In Neuseeland ging eine Auktion zu Ende, in der zwei Seelen, gefangen in kleinen Fläschchen, versteigert wurden. Das Höchstgebot gab, wie Spiegel Online berichtete, eine Firma für Rauchentwöhnungsmittel ab. 2.830 Neuseeland-Dollar (etwa 1.470 Euro) waren der Firma die Fläschchen wert.
Angeblich will der Verkäufer das Geld nicht selbst einschieben, sondern es an den Tierschutzverein SPCA spenden. Zumindest gab er das bei der Auktion bekannt.

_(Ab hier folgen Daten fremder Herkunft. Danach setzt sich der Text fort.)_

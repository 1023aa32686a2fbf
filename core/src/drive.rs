/// Rotation sense of a DC motor, or polarity of one stepper winding
#[derive(Clone, Debug, PartialEq, Eq, Copy)]
pub enum Direction {
	Forward,
	Reverse,
}

impl Direction {
	#[inline]
	pub fn from_forward(forward: bool) -> Self {
		if forward {
			Direction::Forward
		} else {
			Direction::Reverse
		}
	}

	#[inline]
	pub fn is_forward(&self) -> bool {
		*self == Direction::Forward
	}
}

impl Default for Direction {
	fn default() -> Self {
		Direction::Forward
	}
}

impl From<bool> for Direction {
	fn from(forward: bool) -> Self {
		Self::from_forward(forward)
	}
}
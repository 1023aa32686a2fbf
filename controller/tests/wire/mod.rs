use embedded_hal::digital::{ErrorType, OutputPin};
use motorbus_controller::MotorPins;
use motorbus_core::channel::MotorId;
use std::convert::Infallible;
use std::sync::{Arc, RwLock};

#[derive(Clone, Debug, PartialEq)]
pub enum WireState {
	Low,
	High,
}

impl Copy for WireState {}

#[derive(Clone, Debug)]
pub struct Wire {
	state: Arc<RwLock<WireState>>,
}

impl Wire {
	pub fn new() -> Self {
		Self {
			state: Arc::new(RwLock::new(WireState::Low)),
		}
	}

	pub fn set_state(&mut self, state: WireState) {
		*self.state.write().unwrap() = state;
	}

	pub fn get_state(&self) -> WireState {
		*self.state.read().unwrap()
	}

	pub fn is_high(&self) -> bool {
		self.get_state() == WireState::High
	}

	pub fn as_push_pull_pin(&self) -> PushPullPin {
		PushPullPin { wire: self.clone() }
	}
}

pub struct PushPullPin {
	wire: Wire,
}

impl ErrorType for PushPullPin {
	type Error = Infallible;
}

impl OutputPin for PushPullPin {
	fn set_low(&mut self) -> Result<(), Self::Error> {
		self.wire.set_state(WireState::Low);
		Ok(())
	}

	fn set_high(&mut self) -> Result<(), Self::Error> {
		self.wire.set_state(WireState::High);
		Ok(())
	}
}

/// The wires of one motor channel
#[derive(Clone, Debug)]
pub struct MotorWires {
	pub pin1: Wire,
	pub pin2: Wire,
	pub enable: Wire,
}

/// All twelve wires between the firmware and the motor drivers
#[derive(Clone, Debug)]
pub struct Board {
	motors: [MotorWires; 4],
}

impl Board {
	pub fn new() -> Self {
		Self {
			motors: MotorId::ALL.map(|_| MotorWires {
				pin1: Wire::new(),
				pin2: Wire::new(),
				enable: Wire::new(),
			}),
		}
	}

	pub fn motor(&self, id: MotorId) -> &MotorWires {
		&self.motors[id.index()]
	}

	pub fn motor_pins(&self) -> [MotorPins<PushPullPin>; 4] {
		MotorId::ALL.map(|id| {
			let wires = self.motor(id);
			MotorPins::new(
				wires.pin1.as_push_pull_pin(),
				wires.pin2.as_push_pull_pin(),
				wires.enable.as_push_pull_pin(),
			)
		})
	}

	/// Levels of all wires as (pin1, pin2, enable) per motor
	pub fn snapshot(&self) -> [(bool, bool, bool); 4] {
		MotorId::ALL.map(|id| {
			let wires = self.motor(id);
			(
				wires.pin1.is_high(),
				wires.pin2.is_high(),
				wires.enable.is_high(),
			)
		})
	}
}
//! Runs the bridge on a Linux board
//!
//! Motor lines are GPIOs of a gpiochip, transactions are read from stdin
//! as one record of whitespace separated hex bytes per line, for example
//! `0b 00 00 00` to hand motors A and B back from stepper one.

use embedded_time::{clock, fraction::Fraction, Clock};
use linux_embedded_hal::{
    gpio_cdev::{Chip, LineRequestFlags},
    CdevPin,
};
use log::{info, warn};
use motorbus_controller::{Bridge, Config, Mailbox, MotorPins};
use motorbus_core::channel::MotorId;
use std::error::Error;
use std::io::BufRead;
use std::sync::atomic::{AtomicBool, Ordering};

static MAILBOX: Mailbox = Mailbox::new();
static INPUT_CLOSED: AtomicBool = AtomicBool::new(false);

// (pin1, pin2, enable) line offsets per motor
const LINES: [(u32, u32, u32); 4] = [(3, 4, 2), (5, 6, 7), (9, 13, 8), (12, 11, 10)];

struct StdClock {
    start: std::time::Instant,
}

impl Clock for StdClock {
    type T = u64;
    const SCALING_FACTOR: Fraction = Fraction::new(1, 1_000_000);

    fn try_now(&self) -> Result<embedded_time::Instant<Self>, clock::Error> {
        let us = self.start.elapsed().as_micros() as u64;
        Ok(embedded_time::Instant::new(us))
    }
}

fn output(chip: &mut Chip, offset: u32, label: &str) -> Result<CdevPin, Box<dyn Error>> {
    let handle = chip
        .get_line(offset)?
        .request(LineRequestFlags::OUTPUT, 0, label)?;
    Ok(CdevPin::new(handle)?)
}

fn parse_record(line: &str) -> Result<Vec<u8>, std::num::ParseIntError> {
    line.split_whitespace()
        .map(|b| u8::from_str_radix(b, 16))
        .collect()
}

fn read_transactions() {
    let stdin = std::io::stdin();
    for line in stdin.lock().lines() {
        let line = match line {
            Ok(line) => line,
            Err(e) => {
                warn!("stdin: {}", e);
                break;
            }
        };
        if line.trim().is_empty() {
            continue;
        }
        match parse_record(&line) {
            Ok(bytes) => {
                if let Err(e) = MAILBOX.post(&bytes) {
                    warn!("dropping transaction {:02x?}: {:?}", bytes, e);
                }
            }
            Err(e) => warn!("not a hex record {:?}: {}", line, e),
        }
    }
    INPUT_CLOSED.store(true, Ordering::Release);
}

fn main() -> Result<(), Box<dyn Error>> {
    env_logger::init();

    let path = std::env::args()
        .nth(1)
        .unwrap_or_else(|| "/dev/gpiochip0".to_string());
    let mut chip = Chip::new(&path)?;

    let mut pins = Vec::with_capacity(4);
    for (motor, (pin1, pin2, enable)) in MotorId::ALL.iter().zip(LINES) {
        pins.push(MotorPins::new(
            output(&mut chip, pin1, &format!("motor-{:?}-1", motor))?,
            output(&mut chip, pin2, &format!("motor-{:?}-2", motor))?,
            output(&mut chip, enable, &format!("motor-{:?}-en", motor))?,
        ));
    }
    let pins: [MotorPins<CdevPin>; 4] = pins
        .try_into()
        .map_err(|_| "expected four motor channels")?;

    let clock = StdClock {
        start: std::time::Instant::now(),
    };
    let mut bridge = Bridge::with_full_step(pins, clock, Config::default())
        .map_err(|e| format!("pin setup failed: {:?}", e))?;
    info!("reading records for {} from stdin", path);

    let receiver = std::thread::spawn(read_transactions);

    loop {
        match bridge.poll(&MAILBOX) {
            Ok(()) => {}
            Err(nb::Error::WouldBlock) => {
                if INPUT_CLOSED.load(Ordering::Acquire) && MAILBOX.is_empty() {
                    break;
                }
            }
            Err(nb::Error::Other(never)) => match never {},
        }
        if let Err(e) = bridge.run() {
            warn!("step failed: {:?}", e);
        }
    }

    receiver.join().map_err(|_| "receive thread panicked")?;
    Ok(())
}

Eine der Seelen, die in die Fläschchen gesperrt wurden, soll der 1920 gestorbene Les Graham sein. Graham soll zwar eine Vorliebe für das Spuken haben, aber nur ein relativ schwacher Geist sein. Bei der anderen Seele soll es sich um ein Mädchen handeln, dessen Namen man nicht kenne. Es soll sich hierbei um einen sehr starken Geist handeln, den man ja nicht freilassen dürfe, weil er sonst noch stärker werden würde. Die Vorlieben des Mädchens werden mit dem Verschieben von Gegenständen beschrieben, sowie damit dass der Geist gerne Dinge an und ausschalte.
Gefangen wurden die Geister bei einem spirituellen Experiment mit einem Hexenbrett. Es wurde bei der Auktion explizit davor gewarnt, die Flaschen zu öffnen und den Inhalt zu vergießen. Denn dann würden die Geister freigesetzt werden und an diesem Ort zu spuken beginnen.
Das Geschäft mit Rauchentwöhnungsmitteln muss ganz schön brummen, wenn man so viel Geld für gefangene Seelen ausgeben kann. Aber vielleicht rauchen die Geister ja und man will es ihnen abgewöhnen.